[Items listed in a dataset]

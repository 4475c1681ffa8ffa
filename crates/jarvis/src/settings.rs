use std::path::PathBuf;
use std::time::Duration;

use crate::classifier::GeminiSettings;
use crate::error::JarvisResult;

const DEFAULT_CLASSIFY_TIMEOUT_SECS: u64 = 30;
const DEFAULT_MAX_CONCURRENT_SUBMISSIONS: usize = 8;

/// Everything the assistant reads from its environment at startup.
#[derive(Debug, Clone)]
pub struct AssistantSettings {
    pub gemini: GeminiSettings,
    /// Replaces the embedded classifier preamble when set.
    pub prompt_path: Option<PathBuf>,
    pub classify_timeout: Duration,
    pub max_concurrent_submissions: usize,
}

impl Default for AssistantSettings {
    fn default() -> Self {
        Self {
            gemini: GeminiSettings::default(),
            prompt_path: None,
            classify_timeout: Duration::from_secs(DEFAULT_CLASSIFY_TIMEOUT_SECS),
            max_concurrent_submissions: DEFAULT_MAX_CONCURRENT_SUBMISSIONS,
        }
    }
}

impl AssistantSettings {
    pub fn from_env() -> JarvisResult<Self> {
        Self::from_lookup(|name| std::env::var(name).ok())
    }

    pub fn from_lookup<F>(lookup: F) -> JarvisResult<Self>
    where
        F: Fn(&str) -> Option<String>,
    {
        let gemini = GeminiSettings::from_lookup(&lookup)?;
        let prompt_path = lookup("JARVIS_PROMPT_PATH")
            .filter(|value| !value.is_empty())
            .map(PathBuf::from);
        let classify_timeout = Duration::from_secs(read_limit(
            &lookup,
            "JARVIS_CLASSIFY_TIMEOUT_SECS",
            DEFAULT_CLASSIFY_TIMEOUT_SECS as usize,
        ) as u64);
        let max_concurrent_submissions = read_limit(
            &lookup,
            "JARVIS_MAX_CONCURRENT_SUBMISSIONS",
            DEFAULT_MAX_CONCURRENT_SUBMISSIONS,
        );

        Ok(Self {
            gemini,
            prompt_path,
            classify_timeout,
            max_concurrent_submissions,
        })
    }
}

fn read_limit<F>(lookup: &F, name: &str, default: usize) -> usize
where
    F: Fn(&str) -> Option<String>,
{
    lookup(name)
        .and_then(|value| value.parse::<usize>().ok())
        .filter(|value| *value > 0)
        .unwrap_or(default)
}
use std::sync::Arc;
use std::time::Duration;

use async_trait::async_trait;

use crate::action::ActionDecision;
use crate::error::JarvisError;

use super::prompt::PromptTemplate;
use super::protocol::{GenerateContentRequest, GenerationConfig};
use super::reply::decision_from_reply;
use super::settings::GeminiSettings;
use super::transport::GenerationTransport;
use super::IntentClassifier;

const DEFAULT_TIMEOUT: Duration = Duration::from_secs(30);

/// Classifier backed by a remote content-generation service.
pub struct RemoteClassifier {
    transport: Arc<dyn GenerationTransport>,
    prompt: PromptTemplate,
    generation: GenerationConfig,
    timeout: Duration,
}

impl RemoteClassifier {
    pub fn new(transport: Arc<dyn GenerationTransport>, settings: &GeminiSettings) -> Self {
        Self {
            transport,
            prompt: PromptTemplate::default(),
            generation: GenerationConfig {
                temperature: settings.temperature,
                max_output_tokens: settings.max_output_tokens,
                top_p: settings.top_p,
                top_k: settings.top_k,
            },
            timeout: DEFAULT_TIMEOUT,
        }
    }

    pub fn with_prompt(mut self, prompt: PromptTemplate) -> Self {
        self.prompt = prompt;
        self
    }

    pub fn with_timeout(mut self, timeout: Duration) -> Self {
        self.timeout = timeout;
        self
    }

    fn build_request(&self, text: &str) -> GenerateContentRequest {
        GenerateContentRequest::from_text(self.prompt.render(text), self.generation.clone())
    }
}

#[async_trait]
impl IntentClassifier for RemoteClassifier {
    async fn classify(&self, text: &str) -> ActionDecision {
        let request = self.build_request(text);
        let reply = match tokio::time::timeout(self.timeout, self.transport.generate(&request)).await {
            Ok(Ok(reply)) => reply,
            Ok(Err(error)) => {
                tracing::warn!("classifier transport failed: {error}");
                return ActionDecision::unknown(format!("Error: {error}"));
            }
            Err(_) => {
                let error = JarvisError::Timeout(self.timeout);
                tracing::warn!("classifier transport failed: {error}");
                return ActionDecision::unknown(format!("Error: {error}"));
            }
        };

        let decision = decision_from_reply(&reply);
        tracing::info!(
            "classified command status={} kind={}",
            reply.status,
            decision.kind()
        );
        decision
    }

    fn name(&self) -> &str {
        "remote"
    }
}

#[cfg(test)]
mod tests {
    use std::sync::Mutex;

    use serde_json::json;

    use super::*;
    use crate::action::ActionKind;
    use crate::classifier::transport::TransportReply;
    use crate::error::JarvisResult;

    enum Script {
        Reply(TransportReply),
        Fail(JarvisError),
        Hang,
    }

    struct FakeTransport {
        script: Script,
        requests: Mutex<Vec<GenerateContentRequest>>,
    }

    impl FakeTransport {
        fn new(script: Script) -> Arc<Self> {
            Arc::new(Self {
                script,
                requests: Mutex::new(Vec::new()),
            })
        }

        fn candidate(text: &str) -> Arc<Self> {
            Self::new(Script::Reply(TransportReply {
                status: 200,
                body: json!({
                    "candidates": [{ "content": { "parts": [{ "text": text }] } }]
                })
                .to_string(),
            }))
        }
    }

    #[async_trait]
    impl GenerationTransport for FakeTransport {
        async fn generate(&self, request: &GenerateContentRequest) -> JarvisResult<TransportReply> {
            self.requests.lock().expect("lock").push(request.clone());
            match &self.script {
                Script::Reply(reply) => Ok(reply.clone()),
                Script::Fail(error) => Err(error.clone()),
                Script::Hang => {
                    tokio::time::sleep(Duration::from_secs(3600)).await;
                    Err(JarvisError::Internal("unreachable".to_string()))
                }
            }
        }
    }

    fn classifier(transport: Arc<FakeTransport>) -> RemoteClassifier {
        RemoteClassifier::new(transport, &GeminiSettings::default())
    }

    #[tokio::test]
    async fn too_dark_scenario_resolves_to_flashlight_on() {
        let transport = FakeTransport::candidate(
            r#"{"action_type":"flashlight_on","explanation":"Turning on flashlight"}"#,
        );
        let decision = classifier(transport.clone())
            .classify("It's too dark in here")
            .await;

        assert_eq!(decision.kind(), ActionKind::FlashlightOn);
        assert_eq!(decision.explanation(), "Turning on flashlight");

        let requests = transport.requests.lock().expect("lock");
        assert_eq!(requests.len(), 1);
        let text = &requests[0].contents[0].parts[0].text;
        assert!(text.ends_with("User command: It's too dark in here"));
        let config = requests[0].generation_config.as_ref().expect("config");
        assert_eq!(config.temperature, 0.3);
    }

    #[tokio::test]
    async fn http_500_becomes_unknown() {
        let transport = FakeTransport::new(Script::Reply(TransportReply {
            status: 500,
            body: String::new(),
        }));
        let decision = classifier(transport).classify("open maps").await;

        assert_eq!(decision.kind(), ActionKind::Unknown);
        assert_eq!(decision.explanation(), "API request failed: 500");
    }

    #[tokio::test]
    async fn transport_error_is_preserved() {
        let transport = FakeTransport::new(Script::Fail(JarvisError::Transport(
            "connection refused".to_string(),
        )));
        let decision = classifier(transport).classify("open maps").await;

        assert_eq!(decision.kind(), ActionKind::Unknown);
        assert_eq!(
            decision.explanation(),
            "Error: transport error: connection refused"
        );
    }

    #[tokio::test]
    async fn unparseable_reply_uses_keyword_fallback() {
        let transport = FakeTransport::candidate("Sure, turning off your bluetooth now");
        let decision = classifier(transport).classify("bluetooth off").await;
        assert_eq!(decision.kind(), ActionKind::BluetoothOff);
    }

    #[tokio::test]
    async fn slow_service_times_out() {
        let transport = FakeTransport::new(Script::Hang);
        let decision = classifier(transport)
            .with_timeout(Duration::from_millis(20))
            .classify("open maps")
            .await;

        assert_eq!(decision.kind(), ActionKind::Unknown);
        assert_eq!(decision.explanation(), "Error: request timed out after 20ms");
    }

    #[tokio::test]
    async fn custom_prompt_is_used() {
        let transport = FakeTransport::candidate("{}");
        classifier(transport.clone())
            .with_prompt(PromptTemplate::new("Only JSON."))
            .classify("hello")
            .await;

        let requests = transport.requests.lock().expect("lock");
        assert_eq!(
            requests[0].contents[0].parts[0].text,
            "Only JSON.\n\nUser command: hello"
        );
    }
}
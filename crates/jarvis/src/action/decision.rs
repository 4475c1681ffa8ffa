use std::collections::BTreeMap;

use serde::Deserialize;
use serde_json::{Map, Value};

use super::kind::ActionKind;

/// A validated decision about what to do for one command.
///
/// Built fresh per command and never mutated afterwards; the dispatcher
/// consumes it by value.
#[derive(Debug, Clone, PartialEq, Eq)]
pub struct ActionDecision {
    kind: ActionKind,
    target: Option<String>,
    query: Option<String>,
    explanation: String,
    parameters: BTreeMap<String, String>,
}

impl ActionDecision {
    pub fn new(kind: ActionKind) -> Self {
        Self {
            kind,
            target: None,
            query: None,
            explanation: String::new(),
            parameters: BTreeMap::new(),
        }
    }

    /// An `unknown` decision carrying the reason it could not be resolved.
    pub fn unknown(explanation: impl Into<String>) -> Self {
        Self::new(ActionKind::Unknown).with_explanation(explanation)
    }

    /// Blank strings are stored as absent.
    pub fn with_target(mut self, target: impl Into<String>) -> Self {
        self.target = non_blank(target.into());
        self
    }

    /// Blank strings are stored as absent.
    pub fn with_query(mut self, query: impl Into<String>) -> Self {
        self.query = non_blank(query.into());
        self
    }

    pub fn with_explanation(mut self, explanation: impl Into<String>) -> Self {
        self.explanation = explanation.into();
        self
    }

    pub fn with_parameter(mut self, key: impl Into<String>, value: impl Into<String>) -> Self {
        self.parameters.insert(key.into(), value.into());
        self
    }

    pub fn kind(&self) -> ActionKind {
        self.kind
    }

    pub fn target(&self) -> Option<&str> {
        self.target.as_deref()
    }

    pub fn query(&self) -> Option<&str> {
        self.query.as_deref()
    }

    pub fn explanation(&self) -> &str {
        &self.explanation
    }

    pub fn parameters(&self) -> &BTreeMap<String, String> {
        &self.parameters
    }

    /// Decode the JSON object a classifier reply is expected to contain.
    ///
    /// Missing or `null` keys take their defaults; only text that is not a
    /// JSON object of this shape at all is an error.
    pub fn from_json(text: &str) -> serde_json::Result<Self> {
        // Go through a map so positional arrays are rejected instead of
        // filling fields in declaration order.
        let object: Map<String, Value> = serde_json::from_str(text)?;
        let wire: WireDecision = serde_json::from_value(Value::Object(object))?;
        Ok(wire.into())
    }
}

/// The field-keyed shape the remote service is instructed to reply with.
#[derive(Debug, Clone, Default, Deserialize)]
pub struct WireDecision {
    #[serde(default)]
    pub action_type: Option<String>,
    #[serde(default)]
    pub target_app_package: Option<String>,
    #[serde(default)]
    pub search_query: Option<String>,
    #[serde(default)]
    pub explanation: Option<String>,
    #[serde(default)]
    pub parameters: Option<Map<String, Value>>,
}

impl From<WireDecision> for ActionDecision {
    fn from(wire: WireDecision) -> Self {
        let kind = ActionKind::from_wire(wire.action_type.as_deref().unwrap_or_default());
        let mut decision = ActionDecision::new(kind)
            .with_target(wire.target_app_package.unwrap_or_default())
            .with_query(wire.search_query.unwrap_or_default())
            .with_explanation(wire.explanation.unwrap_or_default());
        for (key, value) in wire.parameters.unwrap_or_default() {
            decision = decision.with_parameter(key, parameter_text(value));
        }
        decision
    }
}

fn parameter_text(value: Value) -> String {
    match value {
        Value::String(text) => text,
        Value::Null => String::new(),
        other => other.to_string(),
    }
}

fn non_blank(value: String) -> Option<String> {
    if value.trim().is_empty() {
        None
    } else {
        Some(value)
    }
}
...
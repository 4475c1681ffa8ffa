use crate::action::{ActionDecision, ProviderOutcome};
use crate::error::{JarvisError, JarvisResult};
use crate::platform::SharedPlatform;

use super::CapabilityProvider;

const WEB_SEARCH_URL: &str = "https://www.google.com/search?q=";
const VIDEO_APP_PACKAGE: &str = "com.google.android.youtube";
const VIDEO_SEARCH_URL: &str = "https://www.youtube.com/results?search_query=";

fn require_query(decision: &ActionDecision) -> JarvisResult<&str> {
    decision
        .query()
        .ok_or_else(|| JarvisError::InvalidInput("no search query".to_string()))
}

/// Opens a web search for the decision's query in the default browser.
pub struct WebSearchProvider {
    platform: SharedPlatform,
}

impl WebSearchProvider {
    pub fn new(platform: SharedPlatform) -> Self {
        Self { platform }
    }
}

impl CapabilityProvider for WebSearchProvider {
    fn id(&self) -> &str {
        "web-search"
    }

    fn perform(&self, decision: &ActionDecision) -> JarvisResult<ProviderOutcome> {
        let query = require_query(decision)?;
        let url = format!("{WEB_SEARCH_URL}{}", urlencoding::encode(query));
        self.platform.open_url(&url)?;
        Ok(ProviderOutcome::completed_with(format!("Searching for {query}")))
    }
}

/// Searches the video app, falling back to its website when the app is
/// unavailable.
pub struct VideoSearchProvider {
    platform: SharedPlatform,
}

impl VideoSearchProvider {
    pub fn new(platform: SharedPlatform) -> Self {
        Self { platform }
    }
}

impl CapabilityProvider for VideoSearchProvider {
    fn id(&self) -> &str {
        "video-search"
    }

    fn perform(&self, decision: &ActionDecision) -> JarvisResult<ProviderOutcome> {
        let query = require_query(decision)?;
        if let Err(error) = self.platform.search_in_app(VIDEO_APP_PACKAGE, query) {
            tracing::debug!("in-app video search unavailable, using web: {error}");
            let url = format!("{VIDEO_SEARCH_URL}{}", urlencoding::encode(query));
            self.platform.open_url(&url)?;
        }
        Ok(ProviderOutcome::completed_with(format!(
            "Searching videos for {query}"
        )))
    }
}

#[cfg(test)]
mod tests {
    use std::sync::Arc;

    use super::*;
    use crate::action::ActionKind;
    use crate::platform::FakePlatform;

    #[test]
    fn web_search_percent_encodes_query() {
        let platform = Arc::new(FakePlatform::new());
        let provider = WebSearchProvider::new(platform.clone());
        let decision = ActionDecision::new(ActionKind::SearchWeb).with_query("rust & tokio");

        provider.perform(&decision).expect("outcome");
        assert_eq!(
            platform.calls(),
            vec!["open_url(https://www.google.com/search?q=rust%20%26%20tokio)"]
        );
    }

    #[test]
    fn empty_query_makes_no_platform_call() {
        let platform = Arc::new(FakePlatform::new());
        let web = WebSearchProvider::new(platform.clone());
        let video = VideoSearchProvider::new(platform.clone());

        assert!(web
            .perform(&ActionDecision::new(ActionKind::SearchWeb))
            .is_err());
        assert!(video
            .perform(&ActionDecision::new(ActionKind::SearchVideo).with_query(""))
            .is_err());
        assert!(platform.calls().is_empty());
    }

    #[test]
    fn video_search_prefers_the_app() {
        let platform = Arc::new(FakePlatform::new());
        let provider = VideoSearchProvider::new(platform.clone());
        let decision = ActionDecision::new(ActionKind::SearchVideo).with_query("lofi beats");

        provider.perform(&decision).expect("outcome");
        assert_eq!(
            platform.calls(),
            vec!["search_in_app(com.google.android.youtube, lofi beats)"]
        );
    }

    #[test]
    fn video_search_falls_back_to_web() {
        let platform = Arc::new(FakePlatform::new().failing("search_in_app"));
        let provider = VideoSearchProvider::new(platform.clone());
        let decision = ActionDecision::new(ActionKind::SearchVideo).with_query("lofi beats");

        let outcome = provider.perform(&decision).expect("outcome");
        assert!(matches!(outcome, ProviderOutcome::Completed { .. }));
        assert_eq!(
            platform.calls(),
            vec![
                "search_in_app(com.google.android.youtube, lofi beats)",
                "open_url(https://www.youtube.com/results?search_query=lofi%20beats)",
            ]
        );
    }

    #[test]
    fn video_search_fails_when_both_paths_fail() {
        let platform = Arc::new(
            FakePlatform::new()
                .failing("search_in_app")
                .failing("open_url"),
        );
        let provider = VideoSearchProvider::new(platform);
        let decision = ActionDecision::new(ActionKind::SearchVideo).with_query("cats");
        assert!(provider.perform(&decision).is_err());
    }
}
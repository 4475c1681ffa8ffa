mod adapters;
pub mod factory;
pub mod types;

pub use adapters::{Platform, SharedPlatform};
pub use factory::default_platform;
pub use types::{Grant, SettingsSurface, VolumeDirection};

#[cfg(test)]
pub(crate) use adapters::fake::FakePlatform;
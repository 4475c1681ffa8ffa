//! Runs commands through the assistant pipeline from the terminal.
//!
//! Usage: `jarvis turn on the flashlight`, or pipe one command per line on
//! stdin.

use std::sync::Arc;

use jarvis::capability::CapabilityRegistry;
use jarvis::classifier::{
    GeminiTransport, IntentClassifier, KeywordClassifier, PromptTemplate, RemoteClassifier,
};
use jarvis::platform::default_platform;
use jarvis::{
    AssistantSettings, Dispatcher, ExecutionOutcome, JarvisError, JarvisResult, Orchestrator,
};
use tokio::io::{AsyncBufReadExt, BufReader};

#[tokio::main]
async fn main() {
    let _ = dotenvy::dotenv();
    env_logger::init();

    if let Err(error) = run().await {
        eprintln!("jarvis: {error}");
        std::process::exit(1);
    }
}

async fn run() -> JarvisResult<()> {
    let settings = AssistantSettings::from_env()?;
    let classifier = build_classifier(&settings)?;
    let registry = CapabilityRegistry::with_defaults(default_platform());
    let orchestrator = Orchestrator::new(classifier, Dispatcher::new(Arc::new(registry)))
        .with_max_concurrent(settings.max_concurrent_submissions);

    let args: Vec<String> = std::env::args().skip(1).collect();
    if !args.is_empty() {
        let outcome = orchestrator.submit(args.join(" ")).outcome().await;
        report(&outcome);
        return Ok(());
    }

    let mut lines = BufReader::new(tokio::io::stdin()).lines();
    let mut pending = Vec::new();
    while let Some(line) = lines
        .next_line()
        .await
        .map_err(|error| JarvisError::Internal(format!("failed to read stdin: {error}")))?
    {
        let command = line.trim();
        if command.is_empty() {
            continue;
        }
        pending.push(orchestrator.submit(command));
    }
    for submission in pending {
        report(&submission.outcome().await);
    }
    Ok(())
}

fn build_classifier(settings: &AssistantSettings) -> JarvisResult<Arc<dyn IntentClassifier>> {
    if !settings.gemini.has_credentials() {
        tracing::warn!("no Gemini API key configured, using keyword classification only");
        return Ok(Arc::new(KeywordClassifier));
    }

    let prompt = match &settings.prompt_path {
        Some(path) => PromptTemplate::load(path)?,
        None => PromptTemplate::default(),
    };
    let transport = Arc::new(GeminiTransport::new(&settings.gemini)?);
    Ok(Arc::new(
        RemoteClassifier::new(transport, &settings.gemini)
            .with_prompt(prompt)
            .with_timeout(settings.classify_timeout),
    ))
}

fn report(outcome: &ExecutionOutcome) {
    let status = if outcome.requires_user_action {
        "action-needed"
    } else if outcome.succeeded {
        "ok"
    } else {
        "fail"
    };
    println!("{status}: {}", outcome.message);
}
...
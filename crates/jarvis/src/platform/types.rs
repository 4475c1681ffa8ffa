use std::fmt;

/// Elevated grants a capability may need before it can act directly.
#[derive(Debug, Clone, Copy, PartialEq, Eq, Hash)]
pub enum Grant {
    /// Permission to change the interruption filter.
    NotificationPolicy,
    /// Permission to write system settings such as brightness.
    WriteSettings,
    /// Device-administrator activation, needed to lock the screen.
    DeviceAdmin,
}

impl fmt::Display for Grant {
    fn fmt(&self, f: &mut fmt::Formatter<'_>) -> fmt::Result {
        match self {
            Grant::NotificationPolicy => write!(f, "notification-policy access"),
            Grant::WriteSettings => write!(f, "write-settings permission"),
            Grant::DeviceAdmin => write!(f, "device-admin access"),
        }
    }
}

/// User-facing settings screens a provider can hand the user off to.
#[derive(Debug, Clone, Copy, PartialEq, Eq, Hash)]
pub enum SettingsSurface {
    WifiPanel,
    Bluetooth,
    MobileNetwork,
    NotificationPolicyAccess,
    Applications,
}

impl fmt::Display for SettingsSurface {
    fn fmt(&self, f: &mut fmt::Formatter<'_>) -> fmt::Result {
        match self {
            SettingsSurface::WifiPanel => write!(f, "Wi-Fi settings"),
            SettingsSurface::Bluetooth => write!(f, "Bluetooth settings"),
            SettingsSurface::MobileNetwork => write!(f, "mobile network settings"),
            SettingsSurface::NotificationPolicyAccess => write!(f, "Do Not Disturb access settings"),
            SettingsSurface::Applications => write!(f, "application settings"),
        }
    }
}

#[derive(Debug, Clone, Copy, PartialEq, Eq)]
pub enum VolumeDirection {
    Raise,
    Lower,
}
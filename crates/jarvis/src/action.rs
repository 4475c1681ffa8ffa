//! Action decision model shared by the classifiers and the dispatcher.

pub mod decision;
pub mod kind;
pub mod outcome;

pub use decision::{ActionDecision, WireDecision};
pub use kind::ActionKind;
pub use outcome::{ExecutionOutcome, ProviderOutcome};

— Directions —
Count how many lines in the records hold the string "GeminiTransport"; reply with the number alone.

— Solution to the problem —
2